The Trump administration banned Nvidia H20 chip sales to China in April 2025, reversed course in July, and then last December approved the more advanced H200 for export to approved Chinese buyers, provided that the U.S. government received a 25% cut of sales. The Commerce Department published that framework in January 2026. The day after the rules appeared, Reuters reported that Chinese customs officers had been told not to let the chips in.
Roughly 10 major Chinese technology firms, including Alibaba $(BABA)$, Tencent (HK:700) and ByteDance, were cleared for purchases of up to 75,000 H200 units each. As of yet, Nvidia has not generated a single dollar of H200 revenue from China. Huang himself acknowledged that Nvidia now has what amounts to zero market share in China and said the export policy "has already largely backfired."
The structural damage to the addressable market
For Nvidia investors, the China situation is not simply a temporary revenue glitch. It is a structural change in how Nvidia's addressable market gets priced. Market share lost to Huawei's Ascend chips does not automatically return when licenses are granted, because Chinese hyperscalers are building procurement pipelines and software stacks around domestic alternatives. Every quarter of zero China revenue for Nvidia is a quarter in which Huawei's Ascend platform deepens its foothold - and the software ecosystems, training pipelines and procurement relationships built around domestic hardware do not dissolve whenever an export license finally arrives.
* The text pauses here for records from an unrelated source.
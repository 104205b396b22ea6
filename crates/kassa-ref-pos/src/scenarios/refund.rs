//! Scenario 3: Refund of a paid sale, with a fiscalization hiccup.
//!
//! The TSE device is offline when the payment confirms: the payment stays
//! committed, the transaction is flagged for manual fiscalization, and a
//! later `tse_finish` clears the flag. The sale is then refunded in full;
//! a storno attempt afterwards is rejected because refunded is terminal.

use kassa_contracts::{error::KassaResult, transaction::ActorId};
use kassa_core::traits::AuditSink;

use crate::rig::PosRig;

use super::print_trail;

pub fn run_scenario() -> KassaResult<()> {
    println!("=== Scenario 3: Refund With TSE Outage ===");
    println!();

    let rig = PosRig::new();
    let cashier = ActorId::new("cashier-anna");

    let tx = rig.ledger.create_transaction(&cashier, 8000, "EUR")?;
    rig.ledger.request_payment(&cashier, &tx.id, "zettle", "card-0042")?;
    println!("  Created transaction {} and requested payment", tx.id);

    rig.tse.set_offline(true);
    let paid = rig.ledger.confirm_paid(&cashier, &tx.id)?;
    println!(
        "  Payment confirmed with TSE offline → status {}, fiscal retry pending: {}",
        paid.status, paid.fiscal_sync_pending
    );

    rig.tse.set_offline(false);
    let synced = rig.ledger.tse_finish(&cashier, &tx.id)?;
    println!(
        "  Manual TSE finish succeeded → fiscal retry pending: {}",
        synced.fiscal_sync_pending
    );

    let refunded = rig.ledger.refund(&cashier, &tx.id, 8000)?;
    println!("  Refunded 80.00 EUR → status {}", refunded.status);

    match rig.ledger.storno(&cashier, &tx.id) {
        Err(err) => println!("  Storno attempt rejected: {}", err),
        Ok(_) => println!("  UNEXPECTED: storno of a refunded transaction succeeded"),
    }

    println!();
    print_trail(&rig.audit.read_all()?);

    let verification = rig.audit.verify()?;
    println!();
    println!(
        "  Chain verification: {}",
        if verification.ok { "OK" } else { "BROKEN" }
    );
    println!();

    verification.ensure_ok()?;
    Ok(())
}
The H200 - a Hopper-generation chip that predates Nvidia's current Blackwell platform by a full architectural generation - is the most advanced hardware Washington has agreed to license for Chinese buyers. Nvidia's Blackwell platform and the forthcoming Vera Rubin remain off-limits for China. At Nvidia's current scale - $193.7 billion in data-center revenue in fiscal 2026 - one-fifth of that business represents a potential $38 billion annually sitting at zero. Huang himself has estimated the total Chinese AI chip market at $50 billion. China is the largest market Nvidia is currently locked out of, and the one now excluded from every forward estimate Nvidia itself has published.
The broader policy environment constitutes what one analysis described as a "permanent regulatory risk premium" on any semiconductor company with meaningful China exposure. Nvidia's market valuation assumes predictability. The Trump administration's China policy has delivered the opposite: H20 restrictions in April 2025, a reversal in July, H200 approval in December under new conditions, Chinese customs resistance and now congressional legislation seeking to override the executive order - all over just 13 months. No financial model handles that gracefully.
The buildout is running into its own walls
Data-center capacity is running up against power-grid limitations in nearly every major market.
The geopolitical bottleneck does not operate in isolation. It sits alongside a second layer of physical constraint that shapes the pace of the entire AI buildout. Data-center capacity is running up against power-grid limitations in nearly every major market. Grid interconnection queues in the United States currently run five years or more in most major markets. Cooling infrastructure - water rights, supply chains for chillers and heat exchangers - has become a project-level constraint. Advanced-node capacity at TSMC $(TSM)$ and its competitors remains tight through 2026 and into 2027, with AI accelerator demand now projected to consume the overwhelming majority of leading-edge wafer output through the end of the decade.
The scarcity argument that underpins Nvidia's pricing power is real, but scarcity in the physical infrastructure layer is not unambiguously bullish for investors. Every constrained watt and every delayed data-center rack is AI capacity that does not come online. It also means the AI buildout is competing for physical resources - land, energy, construction labor, raw materials - that are finite and already under pressure.
The financial bottleneck
At this scale, equity alone cannot fund the AI buildout. The bond market has been drafted.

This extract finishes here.